Virginia’s legislative body, the General Assembly, began this year’s legislative session on January 10, 2018. Over 2000 bills have been introduced between the two houses of the General Assembly. The year 2018 has been a relatively slow year for legislation directly affecting the property and casualty insurance industry. The following bills are of particular interest to those in the property and casualty insurance industry.
Senate Bill 246
This bill amends Va. Code § 38.2-1817, removing the exemption for those persons awarded the designation of Chartered Property and Casualty Underwriter from the examination requirements for a property and casualty insurance license or a personal lines license.

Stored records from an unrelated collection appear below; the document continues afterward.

//! Concrete tool clients registered with the factory.

pub mod mcp;

pub use mcp::{McpTransport, RmcpClient};
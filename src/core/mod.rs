//! Core gateway infrastructure.

pub mod client;
pub mod config;
pub mod discovery;
pub mod events;
pub mod factory;
pub mod health;
pub mod metrics;
pub mod registry;
pub mod schedule;
pub mod types;

pub use client::{ToolClient, ToolExecutor};
pub use config::{
    CacheBackend, CacheConfig, DiscoveryConfig, EvictionPolicy, GatewayConfig, ServerConfig,
};
pub use discovery::{PathDiscovery, ServerDiscovery, StaticDiscovery};
pub use events::{channel_handler, ServerEvent, ServerEventHandler, ServerEventKind};
pub use factory::{ClientConstructor, ClientFactory, DEFAULT_CLIENT_TYPE};
pub use health::{ComponentHealth, ComponentStatus, HealthChecker, HealthReport};
pub use metrics::{GatewayMetrics, GroupSnapshot, LatencySnapshot, MetricsSnapshot};
pub use registry::ServerRegistry;
pub use schedule::PeriodicTask;
pub use types::{
    ConnectionStatus, HealthStatus, ServerCapabilities, ServerInfo, ToolContent, ToolExecution,
    ToolResult,
};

It will grandfather qualified licensees as long as their licenses are not terminated. The measure also (i) requires licensed resident public adjuster entities to meet the same bonding requirements ($50,000) as public adjuster entities and (ii) adds manager, member, or partner to those individuals that may be considered a designated licensed producer for an agency. In effect, this bill increases the entry requirements for new adjusters and agencies, while also broadening the class of people who are eligible for licensing if they comply.
Senate Bill 542
This bill amends a number of code sections concerning domestic surplus line insurers. It establishes criteria for the licensing by the State Corporation Commission of domestic surplus line insurers. The bill provides that policies issued by a domestic surplus line insurer are subject to the same taxes and maintenance assessments levied upon surplus line policies issued by eligible non-admitted insurers, if the Commonwealth is the home state of the insured. Policies issued by a domestic surplus line insurers are not subject to protections provided by the Virginia Property and Casualty Insurance Guaranty Association.

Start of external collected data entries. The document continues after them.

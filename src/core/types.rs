//! Request, result and status types shared by the registry, clients and cache.

use std::collections::BTreeMap;

use chrono::{DateTime, Utc};
use serde::{Deserialize, Serialize};
use serde_json::{Map, Value};

/// A single tool invocation routed to one server.
#[derive(Debug, Clone, PartialEq, Serialize, Deserialize)]
pub struct ToolExecution {
    pub tool_name: String,
    pub server_name: String,
    #[serde(default)]
    pub arguments: Map<String, Value>,
}

impl ToolExecution {
    pub fn new(tool_name: impl Into<String>, server_name: impl Into<String>) -> Self {
        Self {
            tool_name: tool_name.into(),
            server_name: server_name.into(),
            arguments: Map::new(),
        }
    }

    pub fn with_arg(mut self, key: impl Into<String>, value: impl Into<Value>) -> Self {
        self.arguments.insert(key.into(), value.into());
        self
    }

    pub fn with_arguments(mut self, arguments: Map<String, Value>) -> Self {
        self.arguments = arguments;
        self
    }
}

/// One content block of a tool result.
#[derive(Debug, Clone, PartialEq, Serialize, Deserialize)]
pub struct ToolContent {
    #[serde(rename = "type")]
    pub kind: String,
    #[serde(default, skip_serializing_if = "Option::is_none")]
    pub text: Option<String>,
    #[serde(default, skip_serializing_if = "Option::is_none")]
    pub data: Option<String>,
    #[serde(
        default,
        alias = "mimeType",
        skip_serializing_if = "Option::is_none"
    )]
    pub mime_type: Option<String>,
}

impl ToolContent {
    pub fn text(text: impl Into<String>) -> Self {
        Self {
            kind: "text".to_string(),
            text: Some(text.into()),
            data: None,
            mime_type: None,
        }
    }
}

/// Outcome of a tool invocation.
///
/// `success == false` means the server answered with a tool-level error. Such
/// results reach the caller but are never cached.
#[derive(Debug, Clone, PartialEq, Serialize, Deserialize)]
pub struct ToolResult {
    pub tool_name: String,
    pub server_name: String,
    pub success: bool,
    #[serde(default)]
    pub content: Vec<ToolContent>,
    #[serde(default, skip_serializing_if = "Option::is_none")]
    pub structured_content: Option<Value>,
    #[serde(default, skip_serializing_if = "Option::is_none")]
    pub error: Option<String>,
    #[serde(default)]
    pub duration_ms: u64,
}

impl ToolResult {
    pub fn success(execution: &ToolExecution, content: Vec<ToolContent>) -> Self {
        Self {
            tool_name: execution.tool_name.clone(),
            server_name: execution.server_name.clone(),
            success: true,
            content,
            structured_content: None,
            error: None,
            duration_ms: 0,
        }
    }

    pub fn failure(execution: &ToolExecution, error: impl Into<String>) -> Self {
        Self {
            tool_name: execution.tool_name.clone(),
            server_name: execution.server_name.clone(),
            success: false,
            content: Vec::new(),
            structured_content: None,
            error: Some(error.into()),
            duration_ms: 0,
        }
    }

    /// Approximate in-memory footprint used for cache size accounting.
    pub fn size_bytes(&self) -> u64 {
        serde_json::to_vec(self)
            .map(|bytes| bytes.len() as u64)
            .unwrap_or(0)
    }
}

#[derive(Debug, Clone, Copy, PartialEq, Eq, Serialize, Deserialize)]
#[serde(rename_all = "snake_case")]
pub enum ConnectionStatus {
    Disconnected,
    Connected,
    Error,
}

impl std::fmt::Display for ConnectionStatus {
    fn fmt(&self, f: &mut std::fmt::Formatter<'_>) -> std::fmt::Result {
        let s = match self {
            ConnectionStatus::Disconnected => "disconnected",
            ConnectionStatus::Connected => "connected",
            ConnectionStatus::Error => "error",
        };
        f.write_str(s)
    }
}

/// Point-in-time reachability of one server.
#[derive(Debug, Clone, PartialEq, Serialize, Deserialize)]
pub struct HealthStatus {
    pub status: ConnectionStatus,
    pub last_check: DateTime<Utc>,
    /// Only populated while `status == Connected`.
    #[serde(default, skip_serializing_if = "Option::is_none")]
    pub response_time_ms: Option<u64>,
    #[serde(default, skip_serializing_if = "Option::is_none")]
    pub error: Option<String>,
}

impl HealthStatus {
    pub fn not_connected() -> Self {
        Self {
            status: ConnectionStatus::Disconnected,
            last_check: Utc::now(),
            response_time_ms: None,
            error: Some("not connected".to_string()),
        }
    }

    pub fn connected(response_time_ms: u64) -> Self {
        Self {
            status: ConnectionStatus::Connected,
            last_check: Utc::now(),
            response_time_ms: Some(response_time_ms),
            error: None,
        }
    }

    pub fn failed(error: impl Into<String>) -> Self {
        Self {
            status: ConnectionStatus::Error,
            last_check: Utc::now(),
            response_time_ms: None,
            error: Some(error.into()),
        }
    }

    pub fn is_connected(&self) -> bool {
        self.status == ConnectionStatus::Connected
    }
}

#[derive(Debug, Clone, Default, PartialEq, Serialize, Deserialize)]
pub struct ServerCapabilities {
    pub tools: bool,
    pub resources: bool,
    pub prompts: bool,
    pub logging: bool,
    #[serde(default, skip_serializing_if = "Vec::is_empty")]
    pub features: Vec<String>,
}

impl ServerCapabilities {
    /// Every server can run tools; the rest comes from declared feature strings.
    pub fn from_declared(features: &[String]) -> Self {
        let has = |name: &str| features.iter().any(|f| f.eq_ignore_ascii_case(name));
        Self {
            tools: true,
            resources: has("resources"),
            prompts: has("prompts"),
            logging: has("logging"),
            features: features.to_vec(),
        }
    }
}

/// Point-in-time copy of one registry entry, as returned by listing.
#[derive(Debug, Clone, PartialEq, Serialize, Deserialize)]
pub struct ServerInfo {
    pub id: String,
    pub name: String,
    #[serde(rename = "type")]
    pub server_type: String,
    pub client_type: String,
    pub enabled: bool,
    pub status: ConnectionStatus,
    pub last_seen: DateTime<Utc>,
    #[serde(default, skip_serializing_if = "Option::is_none")]
    pub response_time_ms: Option<u64>,
    #[serde(default, skip_serializing_if = "Option::is_none")]
    pub error: Option<String>,
    pub capabilities: ServerCapabilities,
    #[serde(default)]
    pub metadata: BTreeMap<String, String>,
}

The bill exempts policies issued by a domestic surplus line insurers from all statutory requirements relating to insurance rating plans, policy forms, policy cancellation and nonrenewal, and premium charged to the insured in the same manner and to the same extent as a non-admitted insurer domiciled in another state. The measure provides that a domestic surplus line insurer is only authorized to write the types of insurance in the Commonwealth that a surplus line broker may procure with a non-admitted insurer approved by the Commission.